Wednesday, July 12, Michaela Buchanan, a member of the leading technology solutions provider Mark III systems, an NVIDIA Elite Partner, gave a Lunch and Learn presentation that focused on the broad process of coming up with datasets.

July 20, 2023 /

Sarah F. Hill

 datasets on a computer screen

The first piece of advice was to evaluate the problem you are trying to solve – spend as much time on this as any other part of your project. Then decide if you want to use an existing dataset or make your own. There are pre-made datasets from sources such as Keras and Kaggle or you can google your own datasets. There are a good number of search engines that produce usable datasets.

The next step is to look at your dataset and see what changes you have to make to it to use it. According to Buchanan, the consummate data scientist who taught this webinar for Mark III Systems, this takes a “decent bit of work.” Most of the time, you’ll have to make changes/manipulations to any dataset in order to use it.
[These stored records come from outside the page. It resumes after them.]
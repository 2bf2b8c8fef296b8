use std::fs::{self, File};
use std::io::{self, Read, Write};
use std::path::{Path, PathBuf};
use std::time::{Duration, SystemTime};

use cask_hash::{ContentHasher, StreamingDigest};
use cask_types::Digest;
use tracing::{debug, warn};
use walkdir::WalkDir;

use crate::error::{StoreError, StoreResult};

/// Result of writing a blob's bytes.
#[derive(Clone, Copy, Debug, PartialEq, Eq)]
pub enum WriteOutcome {
    /// The bytes were written and renamed into place.
    Written,
    /// A file for the digest was already in place; the new copy was discarded.
    AlreadyPresent,
}

/// Physical blob bytes laid out by digest.
///
/// ```text
/// <root>/blobs/ab/cd/abcd…   one file per digest
/// <root>/tmp/incoming-*       in-flight writes
/// ```
///
/// Writes go to `tmp/` first, are verified against the expected digest,
/// synced, and then renamed into place without overwriting. A blob file is
/// therefore either absent or complete.
#[derive(Clone, Debug)]
pub struct BlobFiles {
    blobs_dir: PathBuf,
    tmp_dir: PathBuf,
    hasher: ContentHasher,
}

impl BlobFiles {
    /// Open the layout under `root`, creating directories as needed.
    pub fn open(root: impl AsRef<Path>) -> StoreResult<Self> {
        let root = root.as_ref();
        let blobs_dir = root.join("blobs");
        let tmp_dir = root.join("tmp");
        fs::create_dir_all(&blobs_dir)?;
        fs::create_dir_all(&tmp_dir)?;
        Ok(Self {
            blobs_dir,
            tmp_dir,
            hasher: ContentHasher::BLOB,
        })
    }

    pub fn blobs_dir(&self) -> &Path {
        &self.blobs_dir
    }

    pub fn tmp_dir(&self) -> &Path {
        &self.tmp_dir
    }

    /// Location of a digest relative to the blob directory.
    pub fn location(digest: &Digest) -> PathBuf {
        let hex = digest.to_hex();
        PathBuf::from(&hex[0..2]).join(&hex[2..4]).join(hex)
    }

    pub fn path(&self, digest: &Digest) -> PathBuf {
        self.blobs_dir.join(Self::location(digest))
    }

    pub fn contains(&self, digest: &Digest) -> bool {
        self.path(digest).is_file()
    }

    /// Stream `source` into the file for `digest`.
    ///
    /// The bytes are hashed as they are written; if they do not hash to
    /// `digest` nothing is placed and `HashMismatch` is returned. Any failure
    /// removes the temporary file.
    pub fn write<R: Read + ?Sized>(
        &self,
        digest: &Digest,
        source: &mut R,
    ) -> StoreResult<WriteOutcome> {
        let mut tmp = tempfile::Builder::new()
            .prefix("incoming-")
            .tempfile_in(&self.tmp_dir)?;

        let mut streaming = self.hasher.start();
        {
            let mut tee = Tee {
                file: tmp.as_file_mut(),
                digest: &mut streaming,
            };
            io::copy(source, &mut tee)?;
            tee.flush()?;
        }
        let computed = streaming.finish();
        if computed != *digest {
            return Err(StoreError::HashMismatch {
                digest: *digest,
                computed,
            });
        }
        tmp.as_file().sync_all()?;

        let target = self.path(digest);
        if let Some(parent) = target.parent() {
            fs::create_dir_all(parent)?;
        }
        match tmp.persist_noclobber(&target) {
            Ok(_) => {
                debug!(digest = %digest.short_hex(), bytes = streaming.len(), "blob written");
                Ok(WriteOutcome::Written)
            }
            Err(e) if e.error.kind() == io::ErrorKind::AlreadyExists => {
                debug!(digest = %digest.short_hex(), "blob already on disk");
                Ok(WriteOutcome::AlreadyPresent)
            }
            Err(e) => Err(StoreError::Io(e.error)),
        }
    }

    /// Delete the file for `digest`. Returns `false` if it was already gone.
    pub fn remove(&self, digest: &Digest) -> StoreResult<bool> {
        match fs::remove_file(self.path(digest)) {
            Ok(()) => Ok(true),
            Err(e) if e.kind() == io::ErrorKind::NotFound => Ok(false),
            Err(e) => Err(e.into()),
        }
    }

    pub fn open_read(&self, digest: &Digest) -> StoreResult<File> {
        match File::open(self.path(digest)) {
            Ok(file) => Ok(file),
            Err(e) if e.kind() == io::ErrorKind::NotFound => Err(StoreError::NotFound(*digest)),
            Err(e) => Err(e.into()),
        }
    }

    /// Every digest with a file in the blob directory.
    ///
    /// Entries whose names are not digests are skipped with a warning.
    pub fn list(&self) -> StoreResult<Vec<Digest>> {
        let mut digests = Vec::new();
        for entry in WalkDir::new(&self.blobs_dir).min_depth(3).max_depth(3) {
            let entry = entry.map_err(|e| StoreError::Io(e.into()))?;
            if !entry.file_type().is_file() {
                continue;
            }
            let name = entry.file_name().to_string_lossy();
            match Digest::from_hex(&name) {
                Ok(digest) => digests.push(digest),
                Err(_) => warn!(path = ?entry.path(), "unexpected file in blob directory"),
            }
        }
        digests.sort();
        Ok(digests)
    }

    /// Remove temporary files not modified within `grace`.
    pub fn remove_stale_temp(&self, grace: Duration) -> StoreResult<usize> {
        let now = SystemTime::now();
        let mut removed = 0;
        for entry in fs::read_dir(&self.tmp_dir)? {
            let entry = entry?;
            let meta = entry.metadata()?;
            if !meta.is_file() {
                continue;
            }
            let age = meta
                .modified()
                .ok()
                .and_then(|m| now.duration_since(m).ok())
                .unwrap_or(Duration::ZERO);
            if age < grace {
                continue;
            }
            match fs::remove_file(entry.path()) {
                Ok(()) => removed += 1,
                Err(e) if e.kind() == io::ErrorKind::NotFound => {}
                Err(e) => return Err(e.into()),
            }
        }
        if removed > 0 {
            debug!(removed, "removed stale temp files");
        }
        Ok(removed)
    }
}

/// Writer that forwards to a file and feeds the same bytes to a digest.
struct Tee<'a> {
    file: &'a mut File,
    digest: &'a mut StreamingDigest,
}

impl Write for Tee<'_> {
    fn write(&mut self, buf: &[u8]) -> io::Result<usize> {
        let n = self.file.write(buf)?;
        self.digest.update(&buf[..n]);
        Ok(n)
    }

    fn flush(&mut self) -> io::Result<()> {
        self.file.flush()
    }
}
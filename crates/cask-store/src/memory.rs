use std::collections::BTreeMap;
use std::sync::{RwLock, RwLockReadGuard, RwLockWriteGuard};

use cask_types::Digest;
use serde::{Deserialize, Serialize};

use crate::blob::Blob;
use crate::error::{StoreError, StoreResult};
use crate::traits::{BlobCatalog, Insertion};

/// The catalog table shared by the in-memory and file-backed catalogs.
#[derive(Clone, Debug, Default, PartialEq, Eq, Serialize, Deserialize)]
pub(crate) struct BlobTable {
    blobs: BTreeMap<Digest, Blob>,
}

impl BlobTable {
    pub(crate) fn get(&self, digest: &Digest) -> Option<Blob> {
        self.blobs.get(digest).cloned()
    }

    pub(crate) fn insert(&mut self, blob: Blob) -> Insertion {
        if let Some(existing) = self.blobs.get(&blob.digest) {
            return Insertion::Existing(existing.clone());
        }
        self.blobs.insert(blob.digest, blob.clone());
        Insertion::Inserted(blob)
    }

    pub(crate) fn increment(&mut self, digest: &Digest) -> StoreResult<u64> {
        let blob = self
            .blobs
            .get_mut(digest)
            .ok_or(StoreError::NotFound(*digest))?;
        blob.reference_count += 1;
        Ok(blob.reference_count)
    }

    pub(crate) fn decrement(&mut self, digest: &Digest) -> StoreResult<u64> {
        let blob = self
            .blobs
            .get_mut(digest)
            .ok_or(StoreError::NotFound(*digest))?;
        blob.reference_count = blob
            .reference_count
            .checked_sub(1)
            .ok_or(StoreError::CounterUnderflow(*digest))?;
        Ok(blob.reference_count)
    }

    pub(crate) fn set_count(&mut self, digest: &Digest, count: u64) -> StoreResult<()> {
        let blob = self
            .blobs
            .get_mut(digest)
            .ok_or(StoreError::NotFound(*digest))?;
        blob.reference_count = count;
        Ok(())
    }

    pub(crate) fn remove_if_unreferenced(&mut self, digest: &Digest) -> StoreResult<Option<Blob>> {
        match self.blobs.get(digest) {
            None => Ok(None),
            Some(blob) if blob.reference_count > 0 => Err(StoreError::StillReferenced {
                digest: *digest,
                count: blob.reference_count,
            }),
            Some(_) => Ok(self.blobs.remove(digest)),
        }
    }

    pub(crate) fn list(&self) -> Vec<Blob> {
        self.blobs.values().cloned().collect()
    }

    pub(crate) fn get_many(&self, digests: &[Digest]) -> Vec<Option<Blob>> {
        digests.iter().map(|d| self.get(d)).collect()
    }

    pub(crate) fn len(&self) -> usize {
        self.blobs.len()
    }

    pub(crate) fn total_bytes(&self) -> u64 {
        self.blobs.values().map(|b| b.size_bytes).sum()
    }
}

/// In-memory blob catalog.
///
/// Intended for tests and embedding. Records live in a `BTreeMap` behind a
/// `RwLock`; every operation takes the lock once, which is what makes the
/// counter operations atomic.
#[derive(Debug, Default)]
pub struct InMemoryBlobCatalog {
    table: RwLock<BlobTable>,
}

impl InMemoryBlobCatalog {
    pub fn new() -> Self {
        Self::default()
    }

    /// Number of blobs currently recorded.
    pub fn len(&self) -> usize {
        self.read().map(|t| t.len()).unwrap_or(0)
    }

    pub fn is_empty(&self) -> bool {
        self.len() == 0
    }

    /// Total bytes across all recorded blobs.
    pub fn total_bytes(&self) -> u64 {
        self.read().map(|t| t.total_bytes()).unwrap_or(0)
    }

    fn read(&self) -> StoreResult<RwLockReadGuard<'_, BlobTable>> {
        self.table.read().map_err(|_| StoreError::LockPoisoned)
    }

    fn write(&self) -> StoreResult<RwLockWriteGuard<'_, BlobTable>> {
        self.table.write().map_err(|_| StoreError::LockPoisoned)
    }
}

impl BlobCatalog for InMemoryBlobCatalog {
    fn get(&self, digest: &Digest) -> StoreResult<Option<Blob>> {
        Ok(self.read()?.get(digest))
    }

    fn insert(&self, blob: Blob) -> StoreResult<Insertion> {
        Ok(self.write()?.insert(blob))
    }

    fn increment(&self, digest: &Digest) -> StoreResult<u64> {
        self.write()?.increment(digest)
    }

    fn decrement(&self, digest: &Digest) -> StoreResult<u64> {
        self.write()?.decrement(digest)
    }

    fn set_count(&self, digest: &Digest, count: u64) -> StoreResult<()> {
        self.write()?.set_count(digest, count)
    }

    fn remove_if_unreferenced(&self, digest: &Digest) -> StoreResult<Option<Blob>> {
        self.write()?.remove_if_unreferenced(digest)
    }

    fn list(&self) -> StoreResult<Vec<Blob>> {
        Ok(self.read()?.list())
    }

    fn get_many(&self, digests: &[Digest]) -> StoreResult<Vec<Option<Blob>>> {
        Ok(self.read()?.get_many(digests))
    }
}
You may make your own dataset. Things to be aware of if you go this route is to be cognizant of the labeling -- how are you going to make labels for supervised machine learning? You’re also going to need a good variety of images. For instance, if you’re trying to train a model to distinguish cat images from dog images, you can’t have a dataset with thousands of dog images and five cat images.

Kinds of datasets include tabular, computer vision, Natural Language Processing, times series or audio datasets.

Another strategy Buchanan noted was to find a dataset that’s solid, and working backwards from there. She worked on preparing several datasets for training in a Jupyter notebook, simply presenting a complex data problem for those with a background in machine learning and deep learning.